» ASSIGNMENT
Find every line below with the string "supported" and pick it out.

====

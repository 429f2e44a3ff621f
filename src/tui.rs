use anyhow::Result;
use crossterm::{
    event::{self, Event as CrosstermEvent, KeyEvent, KeyEventKind},
    execute,
    terminal::{disable_raw_mode, enable_raw_mode, EnterAlternateScreen, LeaveAlternateScreen},
};
use futures_util::StreamExt;
use ratatui::{backend::CrosstermBackend, Terminal};
use std::io::{self, Stderr};
use tokio::sync::mpsc;

pub type Tui = Terminal<CrosstermBackend<Stderr>>;

/// Tick cadence driving the thinking animation, the copy-confirmation
/// expiry, and the pending-reply poll.
const TICK_MILLIS: u64 = 250;

#[derive(Debug)]
pub enum Event {
    Key(KeyEvent),
    Resize,
    Tick,
}

pub struct Events {
    rx: mpsc::UnboundedReceiver<Event>,
}

impl Events {
    pub fn new() -> Self {
        let (tx, rx) = mpsc::unbounded_channel();

        // Terminal input reader
        let tx_keys = tx.clone();
        tokio::spawn(async move {
            let mut reader = event::EventStream::new();
            loop {
                if let Some(Ok(evt)) = reader.next().await {
                    let event = match evt {
                        // Key press only, not release
                        CrosstermEvent::Key(key) if key.kind == KeyEventKind::Press => {
                            Some(Event::Key(key))
                        }
                        CrosstermEvent::Resize(_, _) => Some(Event::Resize),
                        _ => None,
                    };

                    if let Some(event) = event {
                        if tx_keys.send(event).is_err() {
                            break;
                        }
                    }
                }
            }
        });

        // Tick timer
        tokio::spawn(async move {
            let mut interval =
                tokio::time::interval(std::time::Duration::from_millis(TICK_MILLIS));
            loop {
                interval.tick().await;
                if tx.send(Event::Tick).is_err() {
                    break;
                }
            }
        });

        Self { rx }
    }

    pub async fn next(&mut self) -> Option<Event> {
        self.rx.recv().await
    }
}

pub fn init() -> Result<Tui> {
    enable_raw_mode()?;
    execute!(io::stderr(), EnterAlternateScreen)?;

    let backend = CrosstermBackend::new(io::stderr());
    let terminal = Terminal::new(backend)?;

    Ok(terminal)
}

pub fn restore() -> Result<()> {
    execute!(io::stderr(), LeaveAlternateScreen)?;
    disable_raw_mode()?;
    Ok(())
}

/// Install panic hook to restore the terminal on panic
pub fn install_panic_hook() {
    let original_hook = std::panic::take_hook();
    std::panic::set_hook(Box::new(move |panic_info| {
        let _ = restore();
        original_hook(panic_info);
    }));
}
//! Uploaded-file context handling.
//!
//! An accepted upload becomes a single [`FileContext`]: the file content,
//! capped and framed as instructions that are prepended to every prompt
//! until the chat is cleared.

use anyhow::{anyhow, Result};
use std::path::Path;

/// Extensions accepted for upload, lowercase, without the leading dot.
pub const ALLOWED_EXTENSIONS: &[&str] = &["txt", "md", "py", "js", "java", "json", "html", "css"];

/// Cap on the file content carried in the persisted context.
pub const CONTEXT_CAP: usize = 12_000;

/// Cap on the content preview echoed into the transcript.
pub const PREVIEW_CAP: usize = 6_000;

#[derive(Debug, Clone)]
pub struct FileContext {
    pub file_name: String,
    pub instructions: String,
}

impl FileContext {
    /// Build the context for an uploaded file, rejecting disallowed extensions.
    pub fn from_file(file_name: &str, content: &str) -> Result<Self> {
        let ext = extension(file_name)
            .ok_or_else(|| anyhow!("Only text or code files are supported"))?;
        if !ALLOWED_EXTENSIONS.contains(&ext.as_str()) {
            return Err(anyhow!("Only text or code files are supported"));
        }

        let instructions = format!(
            "The user uploaded the following file.\n\n\
             Filename: {}\n\n\
             Content:\n\
             ```\n{}\n```\n\n\
             Use this file to answer all future questions unless told otherwise.",
            file_name,
            truncate_chars(content, CONTEXT_CAP),
        );

        Ok(Self {
            file_name: file_name.to_string(),
            instructions,
        })
    }

    /// The transcript message acknowledging the upload, with a capped preview.
    pub fn upload_notice(&self, content: &str) -> String {
        format!(
            "File uploaded: {}\n\n```\n{}\n```",
            self.file_name,
            truncate_chars(content, PREVIEW_CAP),
        )
    }
}

/// File name portion of a path, for display and context framing.
pub fn file_name_of(path: &str) -> String {
    Path::new(path)
        .file_name()
        .map(|n| n.to_string_lossy().into_owned())
        .unwrap_or_else(|| path.to_string())
}

fn extension(file_name: &str) -> Option<String> {
    Path::new(file_name)
        .extension()
        .map(|e| e.to_string_lossy().to_lowercase())
}

/// Truncate to at most `max` characters, respecting char boundaries.
fn truncate_chars(s: &str, max: usize) -> &str {
    match s.char_indices().nth(max) {
        Some((idx, _)) => &s[..idx],
        None => s,
    }
}

#[cfg(test)]
mod tests {
    use super::*;

    #[test]
    fn disallowed_extension_is_rejected() {
        assert!(FileContext::from_file("diagram.png", "binary").is_err());
        assert!(FileContext::from_file("noextension", "text").is_err());
    }

    #[test]
    fn allowed_extensions_are_accepted_case_insensitively() {
        assert!(FileContext::from_file("notes.txt", "hello").is_ok());
        assert!(FileContext::from_file("Main.PY", "print(1)").is_ok());
    }

    #[test]
    fn context_carries_filename_and_content() {
        let ctx = FileContext::from_file("lib.rs.py", "def f(): pass").unwrap();
        assert_eq!(ctx.file_name, "lib.rs.py");
        assert!(ctx.instructions.contains("Filename: lib.rs.py"));
        assert!(ctx.instructions.contains("def f(): pass"));
        assert!(ctx
            .instructions
            .contains("Use this file to answer all future questions"));
    }

    #[test]
    fn context_content_is_capped() {
        let content = "x".repeat(CONTEXT_CAP + 500);
        let ctx = FileContext::from_file("big.txt", &content).unwrap();
        let run = ctx
            .instructions
            .chars()
            .filter(|c| *c == 'x')
            .count();
        assert_eq!(run, CONTEXT_CAP);
    }

    #[test]
    fn preview_is_capped_shorter_than_context() {
        let content = "y".repeat(CONTEXT_CAP);
        let ctx = FileContext::from_file("big.txt", &content).unwrap();
        let notice = ctx.upload_notice(&content);
        let run = notice.chars().filter(|c| *c == 'y').count();
        assert_eq!(run, PREVIEW_CAP);
        assert!(notice.starts_with("File uploaded: big.txt"));
    }

    #[test]
    fn truncation_respects_multibyte_boundaries() {
        let content = "é".repeat(10);
        assert_eq!(truncate_chars(&content, 4), "éééé");
        assert_eq!(truncate_chars("short", 100), "short");
    }

    #[test]
    fn file_name_of_strips_directories() {
        assert_eq!(file_name_of("/tmp/src/app.js"), "app.js");
        assert_eq!(file_name_of("app.js"), "app.js");
    }
}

====

» REPLY TO THE EXERCISE
            .ok_or_else(|| anyhow!("Only text or code files are supported"))?;
            return Err(anyhow!("Only text or code files are supported"));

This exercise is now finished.